Dans ce contexte, la filière ornementale française se trouvait soit dépendante économiquement d’obtentions issues d’autres pays, soit restreinte à ne commercialiser que du matériel ancien non protégé. Certaines entreprises se sont donc orientées vers la création de cultivars (en propre ou en partenariat) en vue d’augmenter leurs ventes sans avoir à payer de royalties à des tiers. Les grands axes de ce développement de nouveaux cultivars sont la résistance aux bioagresseurs, la diversification en coloris et la compacité du port. La couleur joue sur le déclenchement de l’acte d’achat par les particuliers tandis que la compacité présente un intérêt à la fois pour les particuliers (jardins de petite taille), pour les paysagistes (moins d’entretien) et pour les producteurs (augmentation du nombre de pots par m²). La résistance aux pathogènes est attendue par les professionnels et les consommateurs car elle limite les traitements et assure un meilleur aspect sanitaire. Cette résistance aux pathogènes, même si elle est actuellement secondaire dans les pratiques de création variétale de l’INRA, a été un élément fondateur des programmes, en particulier du fait de la concomitance entre le développement du feu bactérien en Europe, son apparition en France et le développement des premières obtentions de l’INRA résistantes à ce pathogène.

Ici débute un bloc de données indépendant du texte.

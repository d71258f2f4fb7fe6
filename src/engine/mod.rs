//! The mutation engine: dispatch, preview and cached projection.
//!
//! The engine owns the committed tree and an optional preview copy. Every
//! dispatch works on a clone of its target and swaps the clone in only when
//! the whole action succeeded, so a rejected action never leaves a trace.

pub mod action;
mod apply;
pub mod snapshot;

pub use action::{Action, AllCornerFilletEdit, CornerFilletEdit, EdgeOperationMode, ExtensionEdit};
pub use snapshot::Snapshot;

use std::cell::RefCell;
use std::rc::Rc;

use serde::{Deserialize, Serialize};
use tracing::{debug, instrument};

use crate::config::KernelConfig;
use crate::error::{ActionError, Result, TreeError};
use crate::geometry::panel::Panel;
use crate::operations::fillet::Corner;
use crate::operations::safe_space::{calculate_safe_space, SafeSpaceRegion};
use crate::tree::{PanelId, Scene};
use crate::validation::{RuleRegistry, ValidationReport};

/// Where a dispatch goes.
#[derive(Debug, Clone, Copy, Default, PartialEq, Eq, Serialize, Deserialize)]
pub struct DispatchOptions {
    /// `None` targets the preview when one exists, `Some(false)` always
    /// targets the committed tree, `Some(true)` requires a preview.
    pub preview: Option<bool>,
}

impl DispatchOptions {
    /// Forces the committed tree.
    #[must_use]
    pub fn main() -> Self {
        Self { preview: Some(false) }
    }

    /// Requires an active preview.
    #[must_use]
    pub fn preview() -> Self {
        Self { preview: Some(true) }
    }
}

/// Single-writer owner of the design state.
#[derive(Debug)]
pub struct Engine {
    main: Scene,
    preview: Option<Scene>,
    next_revision: u64,
    config: KernelConfig,
    cache: RefCell<Option<Rc<Snapshot>>>,
}

impl Default for Engine {
    fn default() -> Self {
        Self::new()
    }
}

impl Engine {
    /// Creates an engine with an empty design and default tunables.
    #[must_use]
    pub fn new() -> Self {
        Self::with_config(KernelConfig::default())
    }

    #[must_use]
    pub fn with_config(config: KernelConfig) -> Self {
        Self {
            main: Scene::new(),
            preview: None,
            next_revision: 1,
            config,
            cache: RefCell::new(None),
        }
    }

    #[must_use]
    pub fn config(&self) -> &KernelConfig {
        &self.config
    }

    /// The tree reads go to: the preview if present, else the committed tree.
    #[must_use]
    pub fn scene(&self) -> &Scene {
        self.preview.as_ref().unwrap_or(&self.main)
    }

    /// The committed tree, ignoring any preview.
    #[must_use]
    pub fn committed(&self) -> &Scene {
        &self.main
    }

    /// Applies `action` atomically.
    ///
    /// Returns `false` and leaves every tree untouched when the action is
    /// rejected. Rule violations do not reject an action; run
    /// [`Engine::validate`] for those.
    #[instrument(skip_all, fields(action = action.name()))]
    pub fn dispatch(&mut self, action: Action, options: DispatchOptions) -> bool {
        match self.try_dispatch(&action, options) {
            Ok(revision) => {
                debug!(revision, "action accepted");
                true
            }
            Err(err) => {
                debug!(%err, "action rejected");
                false
            }
        }
    }

    fn try_dispatch(&mut self, action: &Action, options: DispatchOptions) -> Result<u64> {
        let to_preview = match options.preview {
            None => self.preview.is_some(),
            Some(false) => false,
            Some(true) if self.preview.is_some() => true,
            Some(true) => return Err(ActionError::NoPreview.into()),
        };
        let target = if to_preview {
            self.preview.as_ref().ok_or(ActionError::NoPreview)?
        } else {
            &self.main
        };
        let snapshot = if action.needs_snapshot() {
            Some(self.snapshot_of(target)?)
        } else {
            None
        };
        let mut candidate = target.clone();
        apply::apply(&mut candidate, action, snapshot.as_deref())?;

        let revision = self.next_revision;
        self.next_revision += 1;
        candidate.revision = revision;
        if to_preview {
            self.preview = Some(candidate);
        } else {
            self.main = candidate;
        }
        Ok(revision)
    }

    /// Starts a preview as a copy of the committed tree, replacing any
    /// preview already running.
    pub fn start_preview(&mut self) {
        if self.preview.is_some() {
            debug!("preview restarted");
        }
        self.preview = Some(self.main.clone());
    }

    /// Makes the preview the committed tree. Returns `false` without a preview.
    pub fn commit_preview(&mut self) -> bool {
        match self.preview.take() {
            Some(preview) => {
                debug!(revision = preview.revision(), "preview committed");
                self.main = preview;
                true
            }
            None => false,
        }
    }

    /// Drops the preview, if any.
    pub fn discard_preview(&mut self) {
        if self.preview.take().is_some() {
            debug!("preview discarded");
        }
    }

    #[must_use]
    pub fn has_preview(&self) -> bool {
        self.preview.is_some()
    }

    /// Projection of the tree reads go to, cached per revision.
    ///
    /// # Errors
    ///
    /// Fails only for a corrupted tree.
    pub fn snapshot(&self) -> Result<Rc<Snapshot>> {
        self.snapshot_of(self.scene())
    }

    fn snapshot_of(&self, scene: &Scene) -> Result<Rc<Snapshot>> {
        if let Some(snap) = self.cache.borrow().as_ref() {
            if snap.revision == scene.revision() {
                return Ok(Rc::clone(snap));
            }
        }
        let snap = Rc::new(Snapshot::build(scene, &self.config)?);
        *self.cache.borrow_mut() = Some(Rc::clone(&snap));
        Ok(snap)
    }

    /// One projected panel.
    ///
    /// # Errors
    ///
    /// Returns [`TreeError::PanelNotFound`] for panels that are not cut
    /// (unknown, or an open face).
    pub fn panel(&self, id: &PanelId) -> Result<Panel> {
        self.snapshot()?
            .panel(id)
            .cloned()
            .ok_or_else(|| TreeError::PanelNotFound(id.to_string()).into())
    }

    /// Safe editing region of one panel.
    ///
    /// # Errors
    ///
    /// Returns [`TreeError::PanelNotFound`] for unknown panels.
    pub fn safe_space(&self, id: &PanelId) -> Result<SafeSpaceRegion> {
        Ok(calculate_safe_space(&self.panel(id)?))
    }

    /// Detected corners of one panel, before fillets.
    ///
    /// # Errors
    ///
    /// Returns [`TreeError::PanelNotFound`] for unknown panels.
    pub fn corners(&self, id: &PanelId) -> Result<Vec<Corner>> {
        Ok(self.panel(id)?.corners)
    }

    /// Runs every built-in rule against the current snapshot.
    ///
    /// # Errors
    ///
    /// Fails only for a corrupted tree.
    pub fn validate(&self) -> Result<ValidationReport> {
        self.validate_with(&RuleRegistry::default())
    }

    /// Runs the rules of `registry` against the current snapshot.
    ///
    /// # Errors
    ///
    /// Fails only for a corrupted tree.
    pub fn validate_with(&self, registry: &RuleRegistry) -> Result<ValidationReport> {
        let snap = self.snapshot()?;
        Ok(registry.check(&snap, &self.config))
    }
}

#[cfg(test)]
#[allow(clippy::unwrap_used)]
mod tests {
    use super::*;
    use crate::tree::{EdgeSide, FaceId, MaterialConfig};

    fn create() -> Action {
        Action::CreateAssembly {
            width: 200.0,
            height: 150.0,
            depth: 100.0,
            material: MaterialConfig::default(),
        }
    }

    #[test]
    fn rejected_action_leaves_tree_alone() {
        let mut engine = Engine::new();
        assert!(engine.dispatch(create(), DispatchOptions::default()));
        let before = engine.committed().revision();
        let bad = Action::ResizeAssembly {
            assembly: engine.committed().root().unwrap(),
            width: 2.0,
            height: 150.0,
            depth: 100.0,
        };
        assert!(!engine.dispatch(bad, DispatchOptions::default()));
        assert_eq!(engine.committed().revision(), before);
        let width = engine.committed().assembly(engine.committed().root().unwrap()).unwrap().width;
        assert!((width - 200.0).abs() < 1e-12);
    }

    #[test]
    fn preview_is_isolated_until_commit() {
        let mut engine = Engine::new();
        engine.dispatch(create(), DispatchOptions::default());
        let id = engine.committed().root().unwrap();
        assert!(!engine.dispatch(
            Action::ToggleFace { assembly: id, face: FaceId::Top },
            DispatchOptions::preview()
        ));

        engine.start_preview();
        let front = PanelId::Face { assembly: id, face: FaceId::Front };
        assert!(engine.dispatch(
            Action::SetExtension {
                panel: front,
                side: EdgeSide::Bottom,
                value: 10.0
            },
            DispatchOptions::default()
        ));
        assert!(engine.committed().edits(&front).is_none());
        assert!(engine.scene().edits(&front).is_some());

        engine.discard_preview();
        assert!(engine.scene().edits(&front).is_none());
        assert!(!engine.commit_preview());
    }

    #[test]
    fn snapshot_is_cached_per_revision() {
        let mut engine = Engine::new();
        engine.dispatch(create(), DispatchOptions::default());
        let a = engine.snapshot().unwrap();
        let b = engine.snapshot().unwrap();
        assert!(Rc::ptr_eq(&a, &b));
        assert_eq!(a.panels.len(), 6);
    }

    #[test]
    fn validate_runs_on_the_cached_snapshot() {
        let mut engine = Engine::new();
        engine.dispatch(create(), DispatchOptions::default());
        let report = engine.validate().unwrap();
        assert!(report.valid, "{report}");
        let registry = RuleRegistry::default();
        assert_eq!(engine.validate_with(&registry).unwrap().valid, report.valid);
    }
}
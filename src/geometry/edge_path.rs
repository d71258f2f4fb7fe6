use serde::{Deserialize, Serialize};

use crate::error::{invalid, Result};
use crate::math::{Point2, Vector2};

/// A point on an edge path: `t` runs along the edge from its start corner (0)
/// to its end corner (1); `offset` is the outward deviation in mm.
#[derive(Debug, Clone, Copy, PartialEq, Serialize, Deserialize)]
pub struct EdgePathPoint {
    pub t: f64,
    pub offset: f64,
}

impl EdgePathPoint {
    #[must_use]
    pub fn new(t: f64, offset: f64) -> Self {
        Self { t, offset }
    }
}

/// Deviation of a panel edge from its straight line.
///
/// When `mirrored` is set only the first half (`t <= 0.5`) is stored and the
/// second half is its reflection about `t = 0.5`.
#[derive(Debug, Clone, PartialEq, Serialize, Deserialize)]
pub struct EdgePath {
    pub points: Vec<EdgePathPoint>,
    #[serde(default)]
    pub mirrored: bool,
}

const T_TOL: f64 = 1e-9;

impl EdgePath {
    #[must_use]
    pub fn new(points: Vec<EdgePathPoint>) -> Self {
        Self {
            points,
            mirrored: false,
        }
    }

    /// Checks that the path is well formed.
    ///
    /// # Errors
    ///
    /// Rejects paths with fewer than two points, non-finite values, `t`
    /// outside `[0, 1]` or decreasing `t`.
    pub fn validate(&self) -> Result<()> {
        if self.points.len() < 2 {
            return Err(invalid("edge path needs at least 2 points"));
        }
        let limit = if self.mirrored { 0.5 } else { 1.0 };
        let mut last = f64::NEG_INFINITY;
        for p in &self.points {
            if !p.t.is_finite() || !p.offset.is_finite() {
                return Err(invalid("edge path contains a non-finite value"));
            }
            if p.t < -T_TOL || p.t > limit + T_TOL {
                return Err(invalid(format!("edge path t = {} out of range", p.t)));
            }
            if p.t < last - T_TOL {
                return Err(invalid("edge path t values must not decrease"));
            }
            last = p.t;
        }
        Ok(())
    }

    /// Full-length point list with mirroring expanded and anchors at `t = 0` and `t = 1`.
    #[must_use]
    pub fn resolved(&self) -> Vec<EdgePathPoint> {
        let mut pts: Vec<EdgePathPoint> = if self.mirrored {
            let half: Vec<EdgePathPoint> = self
                .points
                .iter()
                .copied()
                .filter(|p| p.t <= 0.5 + T_TOL)
                .collect();
            let mut full = half.clone();
            for p in half.iter().rev() {
                let mirrored = EdgePathPoint::new(1.0 - p.t, p.offset);
                if full
                    .last()
                    .is_some_and(|l| (l.t - mirrored.t).abs() < T_TOL && (l.offset - mirrored.offset).abs() < T_TOL)
                {
                    continue;
                }
                full.push(mirrored);
            }
            full
        } else {
            self.points.clone()
        };
        if pts.first().is_none_or(|p| p.t > T_TOL || p.offset.abs() > T_TOL) {
            pts.insert(0, EdgePathPoint::new(0.0, 0.0));
        }
        if pts
            .last()
            .is_none_or(|p| p.t < 1.0 - T_TOL || p.offset.abs() > T_TOL)
        {
            pts.push(EdgePathPoint::new(1.0, 0.0));
        }
        dedup_path(&pts)
    }

    /// `true` when every offset is zero, so the path leaves the edge straight.
    #[must_use]
    pub fn is_straight(&self, tol: f64) -> bool {
        self.points.iter().all(|p| p.offset.abs() < tol)
    }

    /// `true` when consecutive points share either `t` or the offset.
    #[must_use]
    pub fn is_axis_aligned(&self, tol: f64) -> bool {
        self.resolved()
            .windows(2)
            .all(|w| (w[0].t - w[1].t).abs() < tol || (w[0].offset - w[1].offset).abs() < tol)
    }

    /// Maps the path onto the segment `start -> end`, pushing offsets along `outward`.
    ///
    /// The returned points include both corners.
    #[must_use]
    pub fn apply(&self, start: &Point2, end: &Point2, outward: &Vector2) -> Vec<Point2> {
        let along = end - start;
        self.resolved()
            .iter()
            .map(|p| start + along * p.t + outward * p.offset)
            .collect()
    }

    /// Offset at parameter `t`, linearly interpolated (first match for vertical steps).
    #[must_use]
    pub fn offset_at(&self, t: f64) -> f64 {
        interpolate(&self.resolved(), t)
    }
}

/// Removes consecutive duplicate path points.
#[must_use]
pub fn dedup_path(points: &[EdgePathPoint]) -> Vec<EdgePathPoint> {
    let mut out: Vec<EdgePathPoint> = Vec::with_capacity(points.len());
    for &p in points {
        if out
            .last()
            .is_some_and(|l| (l.t - p.t).abs() < T_TOL && (l.offset - p.offset).abs() < T_TOL)
        {
            continue;
        }
        out.push(p);
    }
    out
}

pub(crate) fn interpolate(points: &[EdgePathPoint], t: f64) -> f64 {
    for w in points.windows(2) {
        let (a, b) = (w[0], w[1]);
        if t >= a.t - T_TOL && t <= b.t + T_TOL {
            let span = b.t - a.t;
            if span.abs() < T_TOL {
                return a.offset;
            }
            return a.offset + (b.offset - a.offset) * (t - a.t) / span;
        }
    }
    0.0
}

#[cfg(test)]
#[allow(clippy::unwrap_used)]
mod tests {
    use super::*;

    fn notch() -> EdgePath {
        EdgePath::new(vec![
            EdgePathPoint::new(0.2, 0.0),
            EdgePathPoint::new(0.2, -5.0),
            EdgePathPoint::new(0.4, -5.0),
            EdgePathPoint::new(0.4, 0.0),
        ])
    }

    #[test]
    fn resolved_adds_anchors() {
        let pts = notch().resolved();
        assert_eq!(pts.len(), 6);
        assert!(pts[0].t.abs() < T_TOL);
        assert!((pts[5].t - 1.0).abs() < T_TOL);
    }

    #[test]
    fn mirrored_path_reflects_second_half() {
        let mut path = notch();
        path.mirrored = true;
        let pts = path.resolved();
        assert!(pts.iter().any(|p| (p.t - 0.8).abs() < 1e-9 && (p.offset + 5.0).abs() < 1e-9));
        assert!(pts.windows(2).all(|w| w[1].t >= w[0].t - 1e-12));
    }

    #[test]
    fn apply_maps_onto_edge() {
        let pts = notch().apply(
            &Point2::new(-50.0, 40.0),
            &Point2::new(50.0, 40.0),
            &Vector2::new(0.0, 1.0),
        );
        assert!((pts[1].x + 30.0).abs() < 1e-9);
        assert!((pts[2].y - 35.0).abs() < 1e-9);
    }

    #[test]
    fn validate_rejects_decreasing_t() {
        let path = EdgePath::new(vec![EdgePathPoint::new(0.5, 0.0), EdgePathPoint::new(0.2, 0.0)]);
        assert!(path.validate().is_err());
        assert!(notch().validate().is_ok());
    }

    #[test]
    fn offset_interpolation() {
        assert!((notch().offset_at(0.3) + 5.0).abs() < 1e-9);
        assert!(notch().offset_at(0.9).abs() < 1e-9);
    }
}
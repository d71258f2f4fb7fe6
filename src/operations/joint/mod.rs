mod finger;

pub(crate) use finger::push_unique_point;
pub use finger::{FingerJoint, FingerPattern, Gender};
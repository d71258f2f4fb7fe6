use crate::operations::joint::Gender;
use crate::tree::{AssemblyData, FaceId, LidSide, TabDirection};

/// Gender of `face` at its joint with the adjacent face `mate`.
///
/// Lids follow their tab direction; wall pairs are decided by face
/// priority (the earlier face in [`FaceId::ALL`] is male). Feet force every
/// wall female against the negative lid and that lid male.
#[must_use]
pub fn face_gender(assembly: &AssemblyData, face: FaceId, mate: FaceId) -> Gender {
    if let Some(side) = assembly.lid_side(face) {
        if side == LidSide::Negative && assembly.feet.is_some() {
            return Gender::Male;
        }
        return match assembly.lids[side.index()].tab_direction {
            TabDirection::TabsIn => Gender::Female,
            TabDirection::TabsOut => Gender::Male,
        };
    }
    if assembly.lid_side(mate).is_some() {
        return face_gender(assembly, mate, face).opposite();
    }
    if face.index() < mate.index() {
        Gender::Male
    } else {
        Gender::Female
    }
}

/// `true` when the wall edge of `face` against `mate` carries feet.
#[must_use]
pub fn has_feet(assembly: &AssemblyData, face: FaceId, mate: FaceId) -> bool {
    assembly.feet.is_some()
        && assembly.lid_side(face).is_none()
        && mate == assembly.lid_face(LidSide::Negative)
}
use serde::{Deserialize, Serialize};

use crate::geometry::edge_path::EdgePath;
use crate::math::Point2;
use crate::tree::{
    AssemblyId, Axis, CornerId, Cutout, EdgeSide, FaceId, FeetConfig, LidConfig, LidSide, MaterialConfig,
    PanelCorner, PanelId, Split, VoidId,
};

/// Boolean performed by [`Action::ApplyEdgeOperation`].
#[derive(Debug, Clone, Copy, PartialEq, Eq, Serialize, Deserialize)]
#[serde(rename_all = "snake_case")]
pub enum EdgeOperationMode {
    /// Adds the polygon to the panel.
    Union,
    /// Cuts the polygon out of the panel.
    Difference,
}

/// One entry of [`Action::SetExtensions`].
#[derive(Debug, Clone, Copy, PartialEq, Serialize, Deserialize)]
pub struct ExtensionEdit {
    pub panel: PanelId,
    pub side: EdgeSide,
    pub value: f64,
}

/// One entry of [`Action::SetCornerFillets`].
#[derive(Debug, Clone, Copy, PartialEq, Serialize, Deserialize)]
pub struct CornerFilletEdit {
    pub panel: PanelId,
    pub corner: PanelCorner,
    pub radius: f64,
}

/// One entry of [`Action::SetAllCornerFillets`].
#[derive(Debug, Clone, Copy, PartialEq, Serialize, Deserialize)]
pub struct AllCornerFilletEdit {
    pub panel: PanelId,
    pub corner: CornerId,
    pub radius: f64,
}

/// Everything that can change a design.
///
/// Actions are plain data: they can be serialized, stored and replayed
/// against an engine to rebuild the same tree.
#[derive(Debug, Clone, PartialEq, Serialize, Deserialize)]
#[serde(tag = "type", rename_all = "snake_case")]
pub enum Action {
    /// Replaces the design with a single box.
    CreateAssembly {
        width: f64,
        height: f64,
        depth: f64,
        material: MaterialConfig,
    },
    ResizeAssembly {
        assembly: AssemblyId,
        width: f64,
        height: f64,
        depth: f64,
    },
    ToggleFace {
        assembly: AssemblyId,
        face: FaceId,
    },
    /// Parallel dividers along one axis.
    AddSubdivision {
        void: VoidId,
        axis: Axis,
        positions: Vec<f64>,
    },
    /// One or two splits at once; two splits make a cross-lapped grid.
    AddSubdivisions {
        void: VoidId,
        splits: Vec<Split>,
    },
    RemoveSubdivision {
        void: VoidId,
    },
    CreateSubAssembly {
        void: VoidId,
        clearance: f64,
    },
    RemoveSubAssembly {
        assembly: AssemblyId,
    },
    SetMaterial {
        assembly: AssemblyId,
        material: MaterialConfig,
    },
    SetAxis {
        assembly: AssemblyId,
        axis: Axis,
    },
    SetLid {
        assembly: AssemblyId,
        side: LidSide,
        config: LidConfig,
    },
    SetFeet {
        assembly: AssemblyId,
        feet: Option<FeetConfig>,
    },
    /// Sets (not adds to) the extension of one edge; 0 clears it.
    SetExtension {
        panel: PanelId,
        side: EdgeSide,
        value: f64,
    },
    /// Several extensions, applied all or nothing.
    SetExtensions {
        edits: Vec<ExtensionEdit>,
    },
    /// Rounds one of the four fixed corners; a radius of 0 clears it.
    SetCornerFillet {
        panel: PanelId,
        corner: PanelCorner,
        radius: f64,
    },
    /// Entries apply independently; succeeds when at least one applies.
    SetCornerFillets {
        edits: Vec<CornerFilletEdit>,
    },
    /// Rounds any detected corner, including hole corners.
    SetAllCornerFillet {
        panel: PanelId,
        corner: CornerId,
        radius: f64,
    },
    SetAllCornerFillets {
        edits: Vec<AllCornerFilletEdit>,
    },
    AddCutout {
        panel: PanelId,
        cutout: Cutout,
    },
    /// Replaces the shape of the cutout with the same id.
    UpdateCutout {
        panel: PanelId,
        cutout: Cutout,
    },
    RemoveCutout {
        panel: PanelId,
        id: String,
    },
    SetEdgePath {
        panel: PanelId,
        side: EdgeSide,
        path: EdgePath,
    },
    ClearEdgePath {
        panel: PanelId,
        side: EdgeSide,
    },
    /// Adds or cuts an arbitrary panel-local polygon.
    ApplyEdgeOperation {
        panel: PanelId,
        polygon: Vec<Point2>,
        mode: EdgeOperationMode,
    },
}

impl Action {
    /// Short name for logs.
    #[must_use]
    pub fn name(&self) -> &'static str {
        match self {
            Action::CreateAssembly { .. } => "create_assembly",
            Action::ResizeAssembly { .. } => "resize_assembly",
            Action::ToggleFace { .. } => "toggle_face",
            Action::AddSubdivision { .. } => "add_subdivision",
            Action::AddSubdivisions { .. } => "add_subdivisions",
            Action::RemoveSubdivision { .. } => "remove_subdivision",
            Action::CreateSubAssembly { .. } => "create_sub_assembly",
            Action::RemoveSubAssembly { .. } => "remove_sub_assembly",
            Action::SetMaterial { .. } => "set_material",
            Action::SetAxis { .. } => "set_axis",
            Action::SetLid { .. } => "set_lid",
            Action::SetFeet { .. } => "set_feet",
            Action::SetExtension { .. } => "set_extension",
            Action::SetExtensions { .. } => "set_extensions",
            Action::SetCornerFillet { .. } => "set_corner_fillet",
            Action::SetCornerFillets { .. } => "set_corner_fillets",
            Action::SetAllCornerFillet { .. } => "set_all_corner_fillet",
            Action::SetAllCornerFillets { .. } => "set_all_corner_fillets",
            Action::AddCutout { .. } => "add_cutout",
            Action::UpdateCutout { .. } => "update_cutout",
            Action::RemoveCutout { .. } => "remove_cutout",
            Action::SetEdgePath { .. } => "set_edge_path",
            Action::ClearEdgePath { .. } => "clear_edge_path",
            Action::ApplyEdgeOperation { .. } => "apply_edge_operation",
        }
    }

    /// Whether applying the action needs the projected panels of the target tree.
    #[must_use]
    pub fn needs_snapshot(&self) -> bool {
        matches!(
            self,
            Action::SetExtension { .. }
                | Action::SetExtensions { .. }
                | Action::SetCornerFillet { .. }
                | Action::SetCornerFillets { .. }
                | Action::SetAllCornerFillet { .. }
                | Action::SetAllCornerFillets { .. }
                | Action::ApplyEdgeOperation { .. }
        )
    }
}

Inputs et situation productive

Depuis 1970, l’INRA a développé des programmes propres ou collaboratifs d’obtention variétale sur plantes ligneuses d’ornement. Ces activités ont été mises en œuvre par le laboratoire d’horticulture ornementale (devenu une équipe de l’UMR GenHort, puis l’équipe GDO de l’UMR IRHS) au sein de la station d’arboriculture fruitière d’Angers. Sur l’essentiel de la période, ces travaux se sont appuyés sur l’unité expérimentale d’Angers devenue l’UE Horti, avec, par ailleurs, l’association d’enseignants-chercheurs d’Agrocampus Ouest.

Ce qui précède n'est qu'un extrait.